Kampung Sugatra sore itu sangat tenang, langit senja dari arah barat begitu menguning, angin semilir membawa burung-burung terbang untuk kembali ke sangkarnya. Orang tua mulai sibuk mencari-cari anaknya yang entah main kemana untuk pulang karena hari semakin surup (menjelang magrib). Sementara digardu pos para anak bujang sedang sibuk main gaple, mereka belum mandi dan pulang kerumahnya masing-masing. Orang tua yang lewat bersiap ke masjid memberi tahu yg baik pun tidak dihiraukannya.
Semua sibuk saling maki, saling ngumpat dan yg kalah main dikasih tepung wajahnya sampe putih. Disaat itu juga bujang tanggung itu mulai jenuh dan menghentikan permainan gaple. Salah satu dari anak bujang bernama Suryo berkata "Besok aku pamit ya, aku ikut kerja pamanku dikota."

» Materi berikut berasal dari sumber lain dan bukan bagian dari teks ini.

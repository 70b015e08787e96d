#![allow(clippy::cast_possible_truncation, clippy::cast_precision_loss)]
use tpccf_algorithms::{
    Backend, ChargeMapFiller, Executor, KernelRegistry, PadBaselineChecker, PeakFinder,
    PEAK_GROUP_SIZE,
};
use tpccf_core::{
    Array2D, Calibration, CfFragment, ChargePos, Digit, GridDims, PackedCharge, PadGeometry,
    PadNoiseFlags, RowGeometry,
};

/// Deterministic linear congruential generator.
struct Lcg(u64);

impl Lcg {
    fn next(&mut self) -> u32 {
        self.0 = self
            .0
            .wrapping_mul(6_364_136_223_846_793_005)
            .wrapping_add(1_442_695_040_888_963_407);
        (self.0 >> 33) as u32
    }

    fn below(&mut self, n: u32) -> u32 {
        self.next() % n
    }
}

fn random_digits(seed: u64, geo: &RowGeometry, time_bins: u32, n: usize) -> Vec<Digit> {
    let mut rng = Lcg(seed);
    (0..n)
        .map(|_| {
            let row = rng.below(geo.num_rows() as u32);
            let pad = rng.below(geo.num_pads(row as usize) as u32);
            let time = rng.below(time_bins);
            // Coarse charges so that equal neighbors are common.
            let q = (rng.below(12) + 1) as f32 * 2.0;
            Digit::new(row as u16, pad as u16, time, q)
        })
        .collect()
}

struct Filled {
    geo: RowGeometry,
    calib: Calibration,
    map: Array2D<Vec<PackedCharge>>,
    positions: Vec<ChargePos>,
    noisy: PadNoiseFlags,
}

fn filled(seed: u64, digits: usize) -> Filled {
    let geo = RowGeometry::new(vec![20, 24, 28, 32]).unwrap();
    let fragment = CfFragment::new(64, 64).unwrap();
    let calib = Calibration::new().with_inner_threshold(10.0);
    let mut map: Array2D<Vec<PackedCharge>> = Array2D::allocate(GridDims::for_geometry(&geo, 64));
    let digits = random_digits(seed, &geo, 64, digits);
    let positions = ChargeMapFiller::new(&mut KernelRegistry::new())
        .fill(&geo, &calib, &fragment, &digits, &mut map)
        .unwrap();
    let noisy = PadNoiseFlags::new(geo.num_global_pads());
    Filled {
        geo,
        calib,
        map,
        positions,
        noisy,
    }
}

fn run_peaks(f: &Filled, backend: Backend) -> (Vec<bool>, Vec<u8>) {
    let finder = PeakFinder::new(Executor::new(backend), &mut KernelRegistry::new());
    let mut predicate = vec![false; f.positions.len()];
    let mut peak_map: Array2D<Vec<u8>> = Array2D::allocate(*f.map.dims());
    finder
        .find_peaks(
            &f.geo,
            &f.calib,
            &f.map,
            &f.noisy,
            &f.positions,
            &mut predicate,
            &mut peak_map,
        )
        .unwrap();
    let cells = f.positions.iter().map(|&pos| peak_map.get(pos)).collect();
    (predicate, cells)
}

#[test]
fn test_batched_matches_single_position_check() {
    for seed in [1, 7, 42, 1234] {
        let f = filled(seed, 1500);
        assert!(f.positions.len() > PEAK_GROUP_SIZE * 4);
        let (predicate, cells) = run_peaks(&f, Backend::Serial);
        for (i, &pos) in f.positions.iter().enumerate() {
            let expected = PeakFinder::check_position(&f.geo, &f.calib, &f.map, &f.noisy, pos);
            assert_eq!(predicate[i], expected.is_peak(), "seed {seed}, {pos:?}");
            assert_eq!(cells[i], expected.bits(), "seed {seed}, {pos:?}");
        }
    }
}

#[test]
fn test_backends_agree_on_peaks() {
    let f = filled(99, 2000);
    assert_eq!(run_peaks(&f, Backend::Serial), run_peaks(&f, Backend::Parallel));
}

#[test]
fn test_noisy_pads_never_peak() {
    let mut f = filled(5, 1500);
    for pad in (0..f.geo.num_global_pads()).step_by(3) {
        f.noisy.mark_noisy(pad);
    }
    let (predicate, _) = run_peaks(&f, Backend::Parallel);
    for (&pos, &peak) in f.positions.iter().zip(&predicate) {
        let global = f.geo.global_pad(usize::from(pos.row()), usize::from(pos.pad().unsigned_abs()));
        if f.noisy.is_noisy(global) {
            assert!(!peak, "noisy pad {global} reported a peak");
        }
    }
}

#[test]
fn test_noisy_neighbors_do_not_block_peaks() {
    let geo = RowGeometry::uniform(2, 16).unwrap();
    let fragment = CfFragment::new(32, 32).unwrap();
    let calib = Calibration::new();
    let mut map: Array2D<Vec<PackedCharge>> = Array2D::allocate(GridDims::for_geometry(&geo, 32));
    // A hot pad next to a real cluster, once on each side.
    let digits = [
        Digit::new(0, 10, 8, 50.0),
        Digit::new(0, 11, 8, 20.0),
        Digit::new(1, 4, 20, 20.0),
        Digit::new(1, 5, 21, 60.0),
    ];
    let positions = ChargeMapFiller::new(&mut KernelRegistry::new())
        .fill(&geo, &calib, &fragment, &digits, &mut map)
        .unwrap();
    let noisy = PadNoiseFlags::new(geo.num_global_pads());
    noisy.mark_noisy(geo.global_pad(0, 10));
    noisy.mark_noisy(geo.global_pad(1, 5));
    let f = Filled {
        geo,
        calib,
        map,
        positions,
        noisy,
    };

    for backend in [Backend::Serial, Backend::Parallel] {
        let (predicate, _) = run_peaks(&f, backend);
        assert_eq!(predicate, vec![false, true, true, false], "{backend:?}");
    }
    for (i, &pos) in f.positions.iter().enumerate() {
        let single = PeakFinder::check_position(&f.geo, &f.calib, &f.map, &f.noisy, pos);
        assert_eq!(single.is_peak(), i == 1 || i == 2, "{pos:?}");
    }
}

#[test]
fn test_plateau_yields_one_peak() {
    // Two equal cells in every direction of the inner neighborhood.
    let geo = RowGeometry::uniform(1, 16).unwrap();
    let fragment = CfFragment::new(32, 32).unwrap();
    let calib = Calibration::new();
    for (dp, dt) in [(1u16, 0u32), (0, 1), (1, 1)] {
        let mut map: Array2D<Vec<PackedCharge>> =
            Array2D::allocate(GridDims::for_geometry(&geo, 32));
        let digits = [Digit::new(0, 6, 10, 25.0), Digit::new(0, 6 + dp, 10 + dt, 25.0)];
        let positions = ChargeMapFiller::new(&mut KernelRegistry::new())
            .fill(&geo, &calib, &fragment, &digits, &mut map)
            .unwrap();
        let f = Filled {
            geo: geo.clone(),
            calib: calib.clone(),
            map,
            positions,
            noisy: PadNoiseFlags::new(16),
        };
        let (predicate, _) = run_peaks(&f, Backend::Serial);
        assert_eq!(
            predicate.iter().filter(|&&p| p).count(),
            1,
            "offset ({dp}, {dt})"
        );
        // The later cell wins the tie.
        assert!(predicate[1]);
    }
}

#[test]
fn test_backends_agree_on_noisy_pads() {
    let geo = RowGeometry::new(vec![20, 24, 28, 32]).unwrap();
    let fragment = CfFragment::new(64, 64).unwrap();
    let calib = Calibration::new()
        .with_time_bins_above_threshold_per_1000(150)
        .with_consecutive_time_bins_above_threshold(4);
    let mut map: Array2D<Vec<PackedCharge>> = Array2D::allocate(GridDims::for_geometry(&geo, 64));
    let digits = random_digits(3, &geo, 64, 2500);
    ChargeMapFiller::new(&mut KernelRegistry::new())
        .fill(&geo, &calib, &fragment, &digits, &mut map)
        .unwrap();

    let flags: Vec<Vec<usize>> = [Backend::Serial, Backend::Parallel]
        .into_iter()
        .map(|backend| {
            let noisy = PadNoiseFlags::new(geo.num_global_pads());
            PadBaselineChecker::new(Executor::new(backend), &mut KernelRegistry::new())
                .check(&geo, &calib, &fragment, &map, &noisy)
                .unwrap();
            noisy.noisy_pads()
        })
        .collect();
    assert!(!flags[0].is_empty());
    assert_eq!(flags[0], flags[1]);
}
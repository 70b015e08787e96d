//! Monte-Carlo truth label containers.

#[cfg(feature = "serde")]
use serde::{Deserialize, Serialize};

/// One Monte-Carlo particle contributing to a cluster.
#[derive(Debug, Clone, Copy, PartialEq, Default)]
#[cfg_attr(feature = "serde", derive(Serialize, Deserialize))]
pub struct McLabel {
    /// Track id within the event.
    pub track_id: i32,
    /// Event id.
    pub event_id: i32,
    /// Simulation source id.
    pub source_id: i16,
    /// True if the association is fake.
    pub fake: bool,
    /// Share of the cluster charge from this particle.
    pub weight: f32,
}

impl McLabel {
    /// Creates a label with unit weight.
    #[must_use]
    pub fn new(track_id: i32, event_id: i32, source_id: i16) -> Self {
        Self {
            track_id,
            event_id,
            source_id,
            fake: false,
            weight: 1.0,
        }
    }

    /// Sets the weight.
    #[must_use]
    pub fn with_weight(mut self, weight: f32) -> Self {
        self.weight = weight;
        self
    }

    /// Marks the label as fake.
    #[must_use]
    pub fn into_fake(mut self) -> Self {
        self.fake = true;
        self
    }
}

/// Labels of one cluster before flattening.
#[derive(Debug, Clone, PartialEq, Default)]
pub struct ClusterMcInterim {
    /// Contributing particles.
    pub labels: Vec<McLabel>,
    /// Offset of the first label relative to the start of the row.
    pub data_offset: u32,
}

impl ClusterMcInterim {
    /// Creates interim labels for one cluster.
    #[must_use]
    pub fn new(labels: Vec<McLabel>) -> Self {
        Self {
            labels,
            data_offset: 0,
        }
    }
}

/// Flattened labels of all clusters.
///
/// `header[i]` is the index in `data` of the first label of cluster `i`;
/// the labels of cluster `i` end where those of cluster `i + 1` begin.
#[derive(Debug, Clone, PartialEq, Default)]
#[cfg_attr(feature = "serde", derive(Serialize, Deserialize))]
pub struct LinearLabels {
    /// Data offset per cluster.
    pub header: Vec<u32>,
    /// Concatenated labels.
    pub data: Vec<McLabel>,
}

impl LinearLabels {
    /// Creates empty arrays.
    #[must_use]
    pub fn new() -> Self {
        Self::default()
    }

    /// Number of clusters.
    #[must_use]
    pub fn num_clusters(&self) -> usize {
        self.header.len()
    }

    /// Labels of cluster `cluster`, if it exists.
    #[must_use]
    pub fn labels(&self, cluster: usize) -> Option<&[McLabel]> {
        let start = usize::try_from(*self.header.get(cluster)?).ok()?;
        let end = match self.header.get(cluster + 1) {
            Some(&next) => usize::try_from(next).ok()?,
            None => self.data.len(),
        };
        self.data.get(start..end)
    }

    /// Clears both arrays.
    pub fn clear(&mut self) {
        self.header.clear();
        self.data.clear();
    }
}

#[cfg(test)]
mod tests {
    use super::*;

    #[test]
    fn test_labels_lookup() {
        let labels = LinearLabels {
            header: vec![0, 2, 2],
            data: vec![
                McLabel::new(1, 0, 0),
                McLabel::new(2, 0, 0),
                McLabel::new(3, 0, 0).into_fake(),
            ],
        };
        assert_eq!(labels.num_clusters(), 3);
        assert_eq!(labels.labels(0).unwrap().len(), 2);
        assert!(labels.labels(1).unwrap().is_empty());
        assert!(labels.labels(2).unwrap()[0].fake);
        assert!(labels.labels(3).is_none());
    }
}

"Wahhh buru-buru amat kau pergi Yo." Saut Jul. Tangannya masih sibuk membereskan gaple.
"Ia nggak enak nganggur lama disini, aku juga pengen bahagiakan Mamakku." Jawab Suryo.
"Aku juga Minggu depan pergi" Ucap temen lainnya, begitupun seterusnya sampai ke empat anak muda akan meninggalkan kampung ini.

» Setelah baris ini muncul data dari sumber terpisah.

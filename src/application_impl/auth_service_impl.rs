use super::credential_issuer::CredentialIssuer;
use super::store_deadline::within;
use crate::application_port::*;
use crate::domain_model::*;
use crate::domain_port::UserRepo;
use crate::logger::*;
use constant_time_eq::constant_time_eq;
use std::sync::Arc;
use std::time::Duration;

pub struct RealAuthService {
    user_repo: Arc<dyn UserRepo>,
    token_codec: Arc<dyn TokenCodec>,
    issuer: CredentialIssuer,
    store_timeout: Duration,
}

impl RealAuthService {
    pub fn new(
        user_repo: Arc<dyn UserRepo>,
        token_codec: Arc<dyn TokenCodec>,
        store_timeout: Duration,
    ) -> Self {
        let issuer = CredentialIssuer::new(token_codec.clone(), user_repo.clone(), store_timeout);
        Self {
            user_repo,
            token_codec,
            issuer,
            store_timeout,
        }
    }

    #[inline]
    fn present(token: Option<&str>) -> Option<&str> {
        token.map(str::trim).filter(|t| !t.is_empty())
    }

    #[inline]
    fn same_token(stored: &str, presented: &str) -> bool {
        constant_time_eq(stored.as_bytes(), presented.as_bytes())
    }
}

#[async_trait::async_trait]
impl AuthService for RealAuthService {
    async fn login(&self, request: LoginInput) -> Result<LoginResult, AuthError> {
        let LoginInput { lookup, password } = request;
        let lookup = lookup.normalized();

        let record = within(
            self.store_timeout,
            self.user_repo.find_by_credentials(&lookup, &password),
        )
        .await?
        .ok_or(AuthError::InvalidCredentials)?;

        let tokens = self.issuer.issue(record.user_id).await?;
        info!(user_id = %record.user_id, "user logged in");

        Ok(LoginResult {
            user: record.to_subject(),
            tokens,
        })
    }

    async fn verify_token(&self, token: Option<&str>) -> Result<Subject, AuthError> {
        let token = Self::present(token).ok_or(AuthError::MissingToken)?;

        let verified = self
            .token_codec
            .verify_access_token(&AccessToken(token.to_string()))
            .map_err(|e| {
                debug!(error = %e, "access token rejected");
                AuthError::InvalidToken
            })?;

        // A deleted user looks exactly like a bad token.
        let record = within(self.store_timeout, self.user_repo.find_by_id(verified.user_id))
            .await?
            .ok_or(AuthError::InvalidToken)?;

        Ok(record.to_subject())
    }

    async fn refresh_token(&self, refresh_token: Option<&str>) -> Result<AuthTokens, AuthError> {
        // Presented
        let presented = Self::present(refresh_token).ok_or(AuthError::MissingRefreshToken)?;

        // SignatureChecked
        let verified = self
            .token_codec
            .verify_refresh_token(&RefreshToken(presented.to_string()))
            .map_err(|e| {
                debug!(error = %e, "refresh token rejected");
                AuthError::InvalidRefreshToken
            })?;
        let user_id = verified.user_id;

        // OwnershipChecked
        let record = within(self.store_timeout, self.user_repo.find_by_id(user_id))
            .await?
            .ok_or(AuthError::InvalidRefreshToken)?;

        let matches = record
            .refresh_token
            .as_deref()
            .is_some_and(|stored| Self::same_token(stored, presented));
        if !matches {
            warn!(%user_id, jti = %verified.jti, "superseded refresh token presented");
            return Err(AuthError::RefreshTokenReused);
        }

        // Rotated: the swap re-checks the stored value atomically, so a
        // concurrent rotation or logout makes this attempt lose.
        let tokens = self.issuer.mint(user_id)?;
        let swapped = within(
            self.store_timeout,
            self.user_repo.compare_and_swap_refresh_token(
                user_id,
                presented,
                &tokens.refresh_token.0,
            ),
        )
        .await?;
        if !swapped {
            warn!(%user_id, jti = %verified.jti, "refresh token lost rotation race");
            return Err(AuthError::RefreshTokenReused);
        }

        info!(%user_id, "rotated refresh token");
        Ok(tokens)
    }

    async fn logout(&self, user_id: UserId) -> Result<(), AuthError> {
        within(self.store_timeout, self.user_repo.clear_refresh_token(user_id)).await?;
        info!(%user_id, "user logged out");
        Ok(())
    }
}

#[cfg(test)]
mod tests {
    use super::*;
    use crate::application_impl::{JwtConfig, JwtHs256Codec, ManualClock};
    use chrono::Utc;
    use std::sync::Mutex;

    /// Single-user store whose failure modes can be switched on.
    struct ScriptedRepo {
        record: Mutex<Option<UserRecord>>,
        fail_writes: bool,
        stall: Option<Duration>,
        lose_swap: bool,
    }

    impl ScriptedRepo {
        fn new(record: Option<UserRecord>) -> Self {
            Self {
                record: Mutex::new(record),
                fail_writes: false,
                stall: None,
                lose_swap: false,
            }
        }

        async fn maybe_stall(&self) {
            if let Some(stall) = self.stall {
                tokio::time::sleep(stall).await;
            }
        }
    }

    #[async_trait::async_trait]
    impl UserRepo for ScriptedRepo {
        async fn find_by_id(&self, user_id: UserId) -> Result<Option<UserRecord>, AuthError> {
            self.maybe_stall().await;
            let record = self.record.lock().unwrap().clone();
            Ok(record.filter(|r| r.user_id == user_id))
        }

        async fn find_one(&self, lookup: &UserLookup) -> Result<Option<UserRecord>, AuthError> {
            let record = self.record.lock().unwrap().clone();
            Ok(record.filter(|r| r.matches(lookup)))
        }

        async fn find_by_credentials(
            &self,
            lookup: &UserLookup,
            password: &str,
        ) -> Result<Option<UserRecord>, AuthError> {
            let found = self.find_one(lookup).await?;
            Ok(found.filter(|r| r.password_hash == password))
        }

        async fn set_refresh_token(
            &self,
            user_id: UserId,
            token: &str,
        ) -> Result<bool, AuthError> {
            if self.fail_writes {
                return Err(AuthError::Store("connection reset".into()));
            }
            let mut guard = self.record.lock().unwrap();
            match guard.as_mut().filter(|r| r.user_id == user_id) {
                Some(record) => {
                    record.refresh_token = Some(token.to_string());
                    Ok(true)
                }
                None => Ok(false),
            }
        }

        async fn compare_and_swap_refresh_token(
            &self,
            user_id: UserId,
            expected: &str,
            new_token: &str,
        ) -> Result<bool, AuthError> {
            if self.lose_swap {
                return Ok(false);
            }
            let mut guard = self.record.lock().unwrap();
            match guard.as_mut().filter(|r| r.user_id == user_id) {
                Some(record) if record.refresh_token.as_deref() == Some(expected) => {
                    record.refresh_token = Some(new_token.to_string());
                    Ok(true)
                }
                _ => Ok(false),
            }
        }

        async fn clear_refresh_token(&self, user_id: UserId) -> Result<(), AuthError> {
            let mut guard = self.record.lock().unwrap();
            if let Some(record) = guard.as_mut().filter(|r| r.user_id == user_id) {
                record.refresh_token = None;
            }
            Ok(())
        }
    }

    fn record() -> UserRecord {
        UserRecord {
            user_id: UserId::new_random(),
            username: "u1".to_string(),
            email: "u1@example.com".to_string(),
            full_name: "User One".to_string(),
            avatar_url: String::new(),
            cover_image_url: String::new(),
            password_hash: "pw".to_string(),
            refresh_token: None,
            created_at: Utc::now(),
        }
    }

    fn build_service(repo: ScriptedRepo) -> (RealAuthService, Arc<ScriptedRepo>) {
        let clock = Arc::new(ManualClock::new(Utc::now()));
        let codec = JwtHs256Codec::new(
            JwtConfig {
                issuer: "turnstile.test".to_string(),
                audience: "test-client".to_string(),
                access_ttl: Duration::from_secs(60),
                refresh_ttl: Duration::from_secs(3600),
                access_secret: b"a".to_vec(),
                refresh_secret: b"r".to_vec(),
            },
            clock,
        )
        .unwrap();
        let repo = Arc::new(repo);
        let service = RealAuthService::new(
            repo.clone(),
            Arc::new(codec),
            Duration::from_millis(100),
        );
        (service, repo)
    }

    fn login_input() -> LoginInput {
        LoginInput {
            lookup: UserLookup::Username("U1".to_string()),
            password: "pw".to_string(),
        }
    }

    #[tokio::test]
    async fn store_failure_during_issue_is_reported_generically() {
        let mut repo = ScriptedRepo::new(Some(record()));
        repo.fail_writes = true;
        let (service, _) = build_service(repo);

        let err = service.login(login_input()).await.unwrap_err();
        assert!(matches!(err, AuthError::TokenGeneration));
    }

    #[tokio::test]
    async fn issuing_for_a_missing_user_fails_generically() {
        let (service, _) = build_service(ScriptedRepo::new(None));
        let err = service.issuer.issue(UserId::new_random()).await.unwrap_err();
        assert!(matches!(err, AuthError::TokenGeneration));
    }

    #[tokio::test]
    async fn slow_store_surfaces_as_timeout() {
        let (service, _) = build_service(ScriptedRepo::new(Some(record())));
        let tokens = service.login(login_input()).await.unwrap();

        // Every `build_service()` signs with the same keys.
        let mut slow = ScriptedRepo::new(Some(record()));
        slow.stall = Some(Duration::from_secs(2));
        let (slow_service, _) = build_service(slow);
        let err = slow_service
            .verify_token(Some(&tokens.tokens.access_token.0))
            .await
            .unwrap_err();
        assert!(matches!(err, AuthError::Timeout));
    }

    #[tokio::test]
    async fn losing_the_swap_counts_as_reuse() {
        let (service, repo) = build_service(ScriptedRepo::new(Some(record())));
        let login = service.login(login_input()).await.unwrap();

        let mut racing = ScriptedRepo::new(repo.record.lock().unwrap().clone());
        racing.lose_swap = true;
        let (racing_service, racing_repo) = build_service(racing);

        let err = racing_service
            .refresh_token(Some(&login.tokens.refresh_token.0))
            .await
            .unwrap_err();
        assert!(matches!(err, AuthError::RefreshTokenReused));
        assert_eq!(
            racing_repo.record.lock().unwrap().as_ref().unwrap().refresh_token,
            Some(login.tokens.refresh_token.0.clone())
        );
    }

    #[tokio::test]
    async fn blank_tokens_count_as_missing() {
        let (service, _) = build_service(ScriptedRepo::new(Some(record())));
        assert!(matches!(
            service.verify_token(Some("   ")).await,
            Err(AuthError::MissingToken)
        ));
        assert!(matches!(
            service.refresh_token(None).await,
            Err(AuthError::MissingRefreshToken)
        ));
    }
}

Sementara Suryo menanyakan pada temen yang sedari tadi diam, namanya Rohman. "Kamu gimana Rohman, tetep disini apa gimana?" Tatap mata Suryo dengan serius, menunggu jawabannya.
Para bujang lainnya juga menatap Rohman lekat-lekat menunggu jawaban teman paling pendiam ditongkrongan ini.
"Nggak tau aku. Tapi lagi cari-cari informasi kerja dikota juga." Jawab Rohman. Lalu ia Berdiri dari duduknya.
"Aku izin balik duluan ya, ada urusan penting sekarang." Ucap pamit Rohman pada temannya. Lalu ia melangkah cepat pergi meninggalkan tempat gardu itu.
Sepanjang perjalanannya, Rohman merasa sedih ditinggal para teman tongkrongan untuk ke kota. Ia mempercepat lagi laju langkahnya untuk sampai dirumah. Sampai dirumah ia masih terdiam, bersih-bersih badan dan masuk ke kamarnya.
Rohman duduk dipinggir ranjang tidurnya, menatap ke arah jendela luar, ia merasa juga pengen merantau kekota cari pengalaman kerja. Detik itu tekatnya sudah bulat Ingin merantau ke kota.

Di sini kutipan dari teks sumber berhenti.